Fig. 7: Protein compartmentalization during metabolic stress confers fitness advantage.

a Scheme of the competition assay. In the mid-exponential phase the cells were pelleted, and then resuspended in YPD medium with 0.2% and 0.02% glucose for 90 min. Equal representation of the cells was ensured. This was followed by plating the serial dilutions on YPD-agar plates without kanamycin, and dilutions with between 50 and 200 colonies were replica plated on YPD-agar plates with kanamycin (50 µg/mL). Colonies were counted on both types of plates, and the ratio of kanamycin-resistant (mutant) to kanamycin-sensitive (WT) colonies was calculated. Following the same centrifugation procedure, the cells were transferred back into YPD medium with 2% glucose and grown for 24 h counting from the moment of initial dilution.
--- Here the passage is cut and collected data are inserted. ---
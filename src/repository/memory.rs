// src/repository/memory.rs

use std::{
    collections::HashMap,
    sync::{Mutex, MutexGuard},
};

use async_trait::async_trait;
use chrono::Utc;

use super::{
    ApiKeyRepository, RepoResult, RepositoryError, ResultRepository, UserRepository, WeightStore,
};
use crate::models::{
    api_key::{ApiKey, NewApiKey},
    assessment::{Choice, ChoiceRef, NewQuestion, NewTest, Question, QuestionRef, Test},
    family::Family,
    result::{NewResult, ResultDetail, TestResult},
    user::{NewUser, User},
};

#[derive(Debug, Clone)]
struct UserEntry {
    user: User,
    deleted: bool,
}

#[derive(Debug, Default)]
struct Tables {
    users: Vec<UserEntry>,
    tests: Vec<Test>,
    questions: Vec<(i64, i64, String)>,
    choices: Vec<Choice>,
    results: Vec<TestResult>,
    details: Vec<ResultDetail>,
    api_keys: Vec<ApiKey>,
    next_id: i64,
}

impl Tables {
    fn next_id(&mut self) -> i64 {
        self.next_id += 1;
        self.next_id
    }

    /// Soft-delete filter for every user read and write.
    fn active_user_mut(&mut self, id: i64) -> Option<&mut UserEntry> {
        self.users.iter_mut().find(|e| e.user.id == id && !e.deleted)
    }

    fn active_users(&self) -> impl Iterator<Item = &User> {
        self.users.iter().filter(|e| !e.deleted).map(|e| &e.user)
    }
}

/// In-process store with the same contract as [`super::PgStore`].
///
/// Every operation runs under one lock, and multi-row writes are staged and
/// checked before anything is applied, so a failed write leaves no trace.
#[derive(Debug, Default)]
pub struct MemoryStore {
    tables: Mutex<Tables>,
}

impl MemoryStore {
    pub fn new() -> Self {
        Self::default()
    }

    fn lock(&self) -> RepoResult<MutexGuard<'_, Tables>> {
        self.tables
            .lock()
            .map_err(|_| RepositoryError::Unavailable("memory store lock poisoned".to_string()))
    }

    /// Number of stored results and detail rows, across all users.
    pub fn row_counts(&self) -> RepoResult<(usize, usize)> {
        let tables = self.lock()?;
        Ok((tables.results.len(), tables.details.len()))
    }
}

#[async_trait]
impl UserRepository for MemoryStore {
    async fn create_user(&self, new: NewUser) -> RepoResult<User> {
        let mut tables = self.lock()?;
        if tables.users.iter().any(|e| e.user.username == new.username) {
            return Err(RepositoryError::Conflict(format!(
                "Username '{}' already exists",
                new.username
            )));
        }

        let user = User {
            id: tables.next_id(),
            username: new.username,
            password: new.password_hash,
            role: new.role,
            learning_pattern: None,
            learning_style: None,
            created_at: Utc::now(),
        };
        tables.users.push(UserEntry {
            user: user.clone(),
            deleted: false,
        });
        Ok(user)
    }

    async fn find_user(&self, id: i64) -> RepoResult<Option<User>> {
        let tables = self.lock()?;
        Ok(tables.active_users().find(|u| u.id == id).cloned())
    }

    async fn find_user_by_username(&self, username: &str) -> RepoResult<Option<User>> {
        let tables = self.lock()?;
        Ok(tables.active_users().find(|u| u.username == username).cloned())
    }

    async fn list_users(&self) -> RepoResult<Vec<User>> {
        let tables = self.lock()?;
        let mut users: Vec<User> = tables.active_users().cloned().collect();
        users.sort_by(|a, b| b.id.cmp(&a.id));
        Ok(users)
    }

    async fn soft_delete_user(&self, id: i64) -> RepoResult<i64> {
        let mut tables = self.lock()?;
        let count = tables.results.iter().filter(|r| r.user_id == id).count() as i64;
        let entry = tables
            .active_user_mut(id)
            .ok_or(RepositoryError::NotFound("User"))?;
        entry.deleted = true;
        Ok(count)
    }
}

#[async_trait]
impl WeightStore for MemoryStore {
    async fn create_test(&self, new: NewTest) -> RepoResult<Test> {
        let mut tables = self.lock()?;
        let test = Test {
            id: tables.next_id(),
            name: new.name,
            family: new.family,
            description: new.description,
            created_at: Utc::now(),
        };
        tables.tests.push(test.clone());
        Ok(test)
    }

    async fn create_question(&self, new: NewQuestion) -> RepoResult<Question> {
        let mut tables = self.lock()?;
        if !tables.tests.iter().any(|t| t.id == new.test_id) {
            return Err(RepositoryError::NotFound("Test"));
        }

        let question_id = tables.next_id();
        let mut choices = Vec::with_capacity(new.choices.len());
        for choice in new.choices {
            choices.push(Choice {
                id: tables.next_id(),
                question_id,
                label: choice.label,
                weights: choice.weights,
            });
        }

        tables
            .questions
            .push((question_id, new.test_id, new.prompt.clone()));
        tables.choices.extend(choices.iter().cloned());

        Ok(Question {
            id: question_id,
            test_id: new.test_id,
            prompt: new.prompt,
            choices,
        })
    }

    async fn find_test(&self, id: i64) -> RepoResult<Option<Test>> {
        let tables = self.lock()?;
        Ok(tables.tests.iter().find(|t| t.id == id).cloned())
    }

    async fn list_tests(&self, family: Family) -> RepoResult<Vec<Test>> {
        let tables = self.lock()?;
        Ok(tables
            .tests
            .iter()
            .filter(|t| t.family == family)
            .cloned()
            .collect())
    }

    async fn questions_for_test(&self, test_id: i64) -> RepoResult<Vec<Question>> {
        let tables = self.lock()?;
        Ok(tables
            .questions
            .iter()
            .filter(|(_, t, _)| *t == test_id)
            .map(|(id, test_id, prompt)| Question {
                id: *id,
                test_id: *test_id,
                prompt: prompt.clone(),
                choices: tables
                    .choices
                    .iter()
                    .filter(|c| c.question_id == *id)
                    .cloned()
                    .collect(),
            })
            .collect())
    }

    async fn question_refs(&self, ids: &[i64]) -> RepoResult<Vec<QuestionRef>> {
        let tables = self.lock()?;
        Ok(tables
            .questions
            .iter()
            .filter(|(id, _, _)| ids.contains(id))
            .map(|(id, test_id, _)| QuestionRef {
                id: *id,
                test_id: *test_id,
            })
            .collect())
    }

    async fn choice_refs(&self, ids: &[i64]) -> RepoResult<Vec<ChoiceRef>> {
        let tables = self.lock()?;
        Ok(tables
            .choices
            .iter()
            .filter(|c| ids.contains(&c.id))
            .map(|c| ChoiceRef {
                id: c.id,
                question_id: c.question_id,
                weights: c.weights.clone(),
            })
            .collect())
    }
}

#[async_trait]
impl ResultRepository for MemoryStore {
    async fn persist_result(&self, new: NewResult) -> RepoResult<i64> {
        let mut tables = self.lock()?;

        // Check every precondition before the first write.
        if tables.active_user_mut(new.user_id).is_none() {
            return Err(RepositoryError::NotFound("User"));
        }
        if !tables.tests.iter().any(|t| t.id == new.test_id) {
            return Err(RepositoryError::NotFound("Test"));
        }

        let result_id = tables.next_id();
        let mut details = Vec::with_capacity(new.details.len());
        for answer in new.details {
            details.push(ResultDetail {
                id: tables.next_id(),
                result_id,
                question_id: answer.question_id,
                choice_id: answer.choice_id,
                weights: answer.weights,
            });
        }

        tables.results.push(TestResult {
            id: result_id,
            user_id: new.user_id,
            test_id: new.test_id,
            family: new.family,
            dominant: new.dominant,
            created_at: Utc::now(),
        });
        tables.details.extend(details);

        if let Some(entry) = tables.active_user_mut(new.user_id) {
            match new.family {
                Family::Pattern => entry.user.learning_pattern = Some(new.dominant),
                Family::Style => entry.user.learning_style = Some(new.dominant),
            }
        }

        Ok(result_id)
    }

    async fn find_result(&self, id: i64) -> RepoResult<Option<TestResult>> {
        let tables = self.lock()?;
        Ok(tables.results.iter().find(|r| r.id == id).cloned())
    }

    async fn result_details(&self, result_id: i64) -> RepoResult<Vec<ResultDetail>> {
        let tables = self.lock()?;
        Ok(tables
            .details
            .iter()
            .filter(|d| d.result_id == result_id)
            .cloned()
            .collect())
    }

    async fn list_results(&self, user_id: i64, family: Option<Family>) -> RepoResult<Vec<TestResult>> {
        let tables = self.lock()?;
        // Ids grow monotonically, so reverse insertion order is newest first.
        Ok(tables
            .results
            .iter()
            .rev()
            .filter(|r| r.user_id == user_id && family.is_none_or(|f| r.family == f))
            .cloned()
            .collect())
    }

    async fn latest_result(&self, user_id: i64, family: Family) -> RepoResult<Option<TestResult>> {
        let tables = self.lock()?;
        Ok(tables
            .results
            .iter()
            .rev()
            .find(|r| r.user_id == user_id && r.family == family)
            .cloned())
    }

    async fn count_results(&self, user_id: i64) -> RepoResult<HashMap<Family, i64>> {
        let tables = self.lock()?;
        let mut counts = HashMap::new();
        for result in tables.results.iter().filter(|r| r.user_id == user_id) {
            *counts.entry(result.family).or_insert(0) += 1;
        }
        Ok(counts)
    }
}

#[async_trait]
impl ApiKeyRepository for MemoryStore {
    async fn create_api_key(&self, new: NewApiKey) -> RepoResult<ApiKey> {
        let mut tables = self.lock()?;
        if tables.api_keys.iter().any(|k| k.key_hash == new.key_hash) {
            return Err(RepositoryError::Conflict("API key collision".to_string()));
        }
        let key = ApiKey {
            id: tables.next_id(),
            partner_name: new.partner_name,
            prefix: new.prefix,
            key_hash: new.key_hash,
            created_at: Utc::now(),
            revoked_at: None,
        };
        tables.api_keys.push(key.clone());
        Ok(key)
    }

    async fn find_active_api_key(&self, key_hash: &str) -> RepoResult<Option<ApiKey>> {
        let tables = self.lock()?;
        Ok(tables
            .api_keys
            .iter()
            .find(|k| k.key_hash == key_hash && k.revoked_at.is_none())
            .cloned())
    }

    async fn list_api_keys(&self) -> RepoResult<Vec<ApiKey>> {
        let tables = self.lock()?;
        Ok(tables.api_keys.iter().rev().cloned().collect())
    }

    async fn revoke_api_key(&self, id: i64) -> RepoResult<()> {
        let mut tables = self.lock()?;
        let key = tables
            .api_keys
            .iter_mut()
            .find(|k| k.id == id && k.revoked_at.is_none())
            .ok_or(RepositoryError::NotFound("API key"))?;
        key.revoked_at = Some(Utc::now());
        Ok(())
    }
}

#[cfg(test)]
mod tests {
    use super::*;
    use crate::models::{
        assessment::NewChoice,
        family::{Dimension, WeightVector},
        result::WeightedAnswer,
    };

    async fn seeded() -> (MemoryStore, User, Question) {
        let store = MemoryStore::new();
        let user = store
            .create_user(NewUser {
                username: "alice".to_string(),
                password_hash: "hash".to_string(),
                role: "user".to_string(),
            })
            .await
            .unwrap();
        let test = store
            .create_test(NewTest {
                name: "Gaya belajar".to_string(),
                family: Family::Style,
                description: None,
            })
            .await
            .unwrap();
        let question = store
            .create_question(NewQuestion {
                test_id: test.id,
                prompt: "How do you remember a route?".to_string(),
                choices: vec![NewChoice {
                    label: "A map".to_string(),
                    weights: WeightVector::from_ordered(Family::Style, &[3, 0, 1]).unwrap(),
                }],
            })
            .await
            .unwrap();
        (store, user, question)
    }

    fn new_result(user_id: i64, question: &Question) -> NewResult {
        let choice = &question.choices[0];
        NewResult {
            user_id,
            test_id: question.test_id,
            family: Family::Style,
            dominant: Dimension::Visual,
            details: vec![WeightedAnswer {
                question_id: question.id,
                choice_id: choice.id,
                weights: choice.weights.clone(),
            }],
        }
    }

    #[tokio::test]
    async fn persist_writes_header_details_and_profile_label() {
        let (store, user, question) = seeded().await;

        let id = store.persist_result(new_result(user.id, &question)).await.unwrap();

        assert_eq!(store.row_counts().unwrap(), (1, 1));
        assert_eq!(store.result_details(id).await.unwrap().len(), 1);
        let user = store.find_user(user.id).await.unwrap().unwrap();
        assert_eq!(user.learning_style, Some(Dimension::Visual));
        assert_eq!(user.learning_pattern, None);
    }

    #[tokio::test]
    async fn persist_for_deleted_user_leaves_nothing_behind() {
        let (store, user, question) = seeded().await;
        store.soft_delete_user(user.id).await.unwrap();

        let err = store.persist_result(new_result(user.id, &question)).await.unwrap_err();

        assert!(matches!(err, RepositoryError::NotFound("User")));
        assert_eq!(store.row_counts().unwrap(), (0, 0));
    }

    #[tokio::test]
    async fn soft_deleted_users_disappear_from_reads() {
        let (store, user, question) = seeded().await;
        store.persist_result(new_result(user.id, &question)).await.unwrap();
        store.persist_result(new_result(user.id, &question)).await.unwrap();

        let counts = store.count_results(user.id).await.unwrap();
        assert_eq!(counts.get(&Family::Style), Some(&2));
        assert_eq!(counts.get(&Family::Pattern), None);

        assert_eq!(store.soft_delete_user(user.id).await.unwrap(), 2);
        assert!(store.find_user(user.id).await.unwrap().is_none());
        assert!(store.find_user_by_username("alice").await.unwrap().is_none());
        assert!(store.list_users().await.unwrap().is_empty());
        assert!(matches!(
            store.soft_delete_user(user.id).await,
            Err(RepositoryError::NotFound(_))
        ));
    }

    #[tokio::test]
    async fn revoked_keys_are_not_active() {
        let store = MemoryStore::new();
        let key = store
            .create_api_key(NewApiKey {
                partner_name: "acme".to_string(),
                prefix: "abcd1234".to_string(),
                key_hash: "digest".to_string(),
            })
            .await
            .unwrap();

        assert!(store.find_active_api_key("digest").await.unwrap().is_some());
        store.revoke_api_key(key.id).await.unwrap();
        assert!(store.find_active_api_key("digest").await.unwrap().is_none());
    }
}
In parallel, a series of the same samples was continuously kept in 2% glucose for control. The same treatment was applied to the control cells to take into account the potential effects of the centrifugation on cell survival. KanS stands for a kanamycin-sensitive phenotype; KanR stands for a kanamycin-resistant phenotype. b Competitive fitness of the WT strain is unaffected by the kanamycin-resistant phenotype in optimal conditions, and during the starvation. c Competitive fitness of yeast cells is strongly decreased in the hsp42Δ and Hsp104^E687Q mutant in both 0.2% and 0.02% glucose. Bar height represents mean ± SD from six separate cultures, each performed in triplicate. The mean of three technical replicates for six biological replicates is displayed as single data points. ***p < 0.001; **p < 0.01; *p < 0.05 (one-way ANOVA plus Tukey post hoc).